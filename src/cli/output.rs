use crate::base;

/// Output of a successful command invocation, to be written to stdout.
#[derive(Debug, PartialEq)]
pub enum Output {
    Str(String),
    Gauge(base::gauge::Config),
    Daylist(base::daylist::Config),
    Barchart(base::barchart::Config),
}

impl std::fmt::Display for Output {
    fn fmt(&self, f: &mut std::fmt::Formatter<'_>) -> std::fmt::Result {
        match self {
            Output::Str(s) => {
                if s.ends_with('\n') {
                    write!(f, "{}", s)
                } else {
                    writeln!(f, "{}", s)
                }
            }
            Output::Gauge(config) => write!(f, "{}", config.to_gauge()),
            Output::Daylist(config) => {
                if config.history.is_empty() {
                    writeln!(f, "No entries.")
                } else {
                    write!(f, "{}", config.to_daylist())
                }
            }
            Output::Barchart(config) => {
                if config.history.is_empty() {
                    writeln!(f, "No entries.")
                } else {
                    write!(f, "{}", config.to_barchart())
                }
            }
        }
    }
}
use crate::base;
use crate::cli;

/// View per-day intake history
#[derive(clap::Parser)]
pub struct History {
    #[arg(
        default_value = ":",
        help = cli::sharedopts::INTERVAL_HELP,
        long_help = cli::sharedopts::INTERVAL_HELP_LONG,
    )]
    interval: base::Interval,
}

impl History {
    pub fn run(self, history: base::History, config: &base::Config) -> anyhow::Result<cli::Output> {
        let history = history
            .slice_spanning_interval(self.interval)
            .iter()
            .collect::<base::History>();
        Ok(cli::Output::Daylist(base::daylist::Config {
            charset: cli::util::charset_from_config(config),
            goal: config.goal_ml,
            history,
        }))
    }
}

#[cfg(test)]
mod tests {
    use super::*;

    cli::testing::generate_testcases![
        (
            full_history,
            cli::testing::Case {
                invocations: &[cli::testing::Invocation {
                    args: &["", "history"],
                    res: cli::testing::ResultMatcher::OkExact(cli::Output::Daylist(
                        base::daylist::Config {
                            charset: base::Charset::default(),
                            goal: base::Milliliters(1500),
                            history: r#"[
                                {"date":"2015-03-28","intake":700},
                                {"date":"2015-03-30","intake":1500}
                            ]"#
                            .parse()
                            .unwrap(),
                        }
                    )),
                }],
                initial_state: cli::testing::StrState::new().with_config("{}").with_history(
                    r#"[
                        {"date":"2015-03-28","intake":700},
                        {"date":"2015-03-30","intake":1500}
                    ]"#
                ),
            }
        ),
        (
            interval_slices,
            cli::testing::Case {
                invocations: &[cli::testing::Invocation {
                    args: &["", "history", "2015-03-29:"],
                    res: cli::testing::ResultMatcher::OkExact(cli::Output::Daylist(
                        base::daylist::Config {
                            charset: base::Charset::default(),
                            goal: base::Milliliters(1500),
                            history: r#"[{"date":"2015-03-30","intake":1500}]"#.parse().unwrap(),
                        }
                    )),
                }],
                initial_state: cli::testing::StrState::new().with_config("{}").with_history(
                    r#"[
                        {"date":"2015-03-28","intake":700},
                        {"date":"2015-03-30","intake":1500}
                    ]"#
                ),
            }
        ),
        (
            goal_from_config,
            cli::testing::Case {
                invocations: &[cli::testing::Invocation {
                    args: &["", "history"],
                    res: cli::testing::ResultMatcher::OkExact(cli::Output::Daylist(
                        base::daylist::Config {
                            charset: base::Charset::default(),
                            goal: base::Milliliters(2000),
                            history: r#"[{"date":"2015-03-30","intake":1500}]"#.parse().unwrap(),
                        }
                    )),
                }],
                initial_state: cli::testing::StrState::new()
                    .with_config(r#"{"goalMl":2000}"#)
                    .with_history(r#"[{"date":"2015-03-30","intake":1500}]"#),
            }
        ),
    ];
}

• • • • • • •

◆ Task requirements: Each record above has to be retyped exactly, with nothing left out.

◆ Output of the exercise:
filename src/cli/output.rs
use crate::base;

/// Output of a successful command invocation, to be written to stdout.
#[derive(Debug, PartialEq)]
pub enum Output {
    Str(String),
    Gauge(base::gauge::Config),
    Daylist(base::daylist::Config),
    Barchart(base::barchart::Config),
}

impl std::fmt::Display for Output {
    fn fmt(&self, f: &mut std::fmt::Formatter<'_>) -> std::fmt::Result {
        match self {
            Output::Str(s) => {
                if s.ends_with('\n') {
                    write!(f, "{}", s)
                } else {
                    writeln!(f, "{}", s)
                }
            }
            Output::Gauge(config) => write!(f, "{}", config.to_gauge()),
            Output::Daylist(config) => {
                if config.history.is_empty() {
                    writeln!(f, "No entries.")
                } else {
                    write!(f, "{}", config.to_daylist())
                }
            }
            Output::Barchart(config) => {
                if config.history.is_empty() {
                    writeln!(f, "No entries.")
                } else {
                    write!(f, "{}", config.to_barchart())
                }
            }
        }
    }
}
use crate::base;
use crate::cli;

/// View per-day intake history
#[derive(clap::Parser)]
pub struct History {
    #[arg(
        default_value = ":",
        help = cli::sharedopts::INTERVAL_HELP,
        long_help = cli::sharedopts::INTERVAL_HELP_LONG,
    )]
    interval: base::Interval,
}

impl History {
    pub fn run(self, history: base::History, config: &base::Config) -> anyhow::Result<cli::Output> {
        let history = history
            .slice_spanning_interval(self.interval)
            .iter()
            .collect::<base::History>();
        Ok(cli::Output::Daylist(base::daylist::Config {
            charset: cli::util::charset_from_config(config),
            goal: config.goal_ml,
            history,
        }))
    }
}

#[cfg(test)]
mod tests {
    use super::*;

    cli::testing::generate_testcases![
        (
            full_history,
            cli::testing::Case {
                invocations: &[cli::testing::Invocation {
                    args: &["", "history"],
                    res: cli::testing::ResultMatcher::OkExact(cli::Output::Daylist(
                        base::daylist::Config {
                            charset: base::Charset::default(),
                            goal: base::Milliliters(1500),
                            history: r#"[
                                {"date":"2015-03-28","intake":700},
                                {"date":"2015-03-30","intake":1500}
                            ]"#
                            .parse()
                            .unwrap(),
                        }
                    )),
                }],
                initial_state: cli::testing::StrState::new().with_config("{}").with_history(
                    r#"[
                        {"date":"2015-03-28","intake":700},
                        {"date":"2015-03-30","intake":1500}
                    ]"#
                ),
            }
        ),
        (
            interval_slices,
            cli::testing::Case {
                invocations: &[cli::testing::Invocation {
                    args: &["", "history", "2015-03-29:"],
                    res: cli::testing::ResultMatcher::OkExact(cli::Output::Daylist(
                        base::daylist::Config {
                            charset: base::Charset::default(),
                            goal: base::Milliliters(1500),
                            history: r#"[{"date":"2015-03-30","intake":1500}]"#.parse().unwrap(),
                        }
                    )),
                }],
                initial_state: cli::testing::StrState::new().with_config("{}").with_history(
                    r#"[
                        {"date":"2015-03-28","intake":700},
                        {"date":"2015-03-30","intake":1500}
                    ]"#
                ),
            }
        ),
        (
            goal_from_config,
            cli::testing::Case {
                invocations: &[cli::testing::Invocation {
                    args: &["", "history"],
                    res: cli::testing::ResultMatcher::OkExact(cli::Output::Daylist(
                        base::daylist::Config {
                            charset: base::Charset::default(),
                            goal: base::Milliliters(2000),
                            history: r#"[{"date":"2015-03-30","intake":1500}]"#.parse().unwrap(),
                        }
                    )),
                }],
                initial_state: cli::testing::StrState::new()
                    .with_config(r#"{"goalMl":2000}"#)
                    .with_history(r#"[{"date":"2015-03-30","intake":1500}]"#),
            }
        ),
    ];
}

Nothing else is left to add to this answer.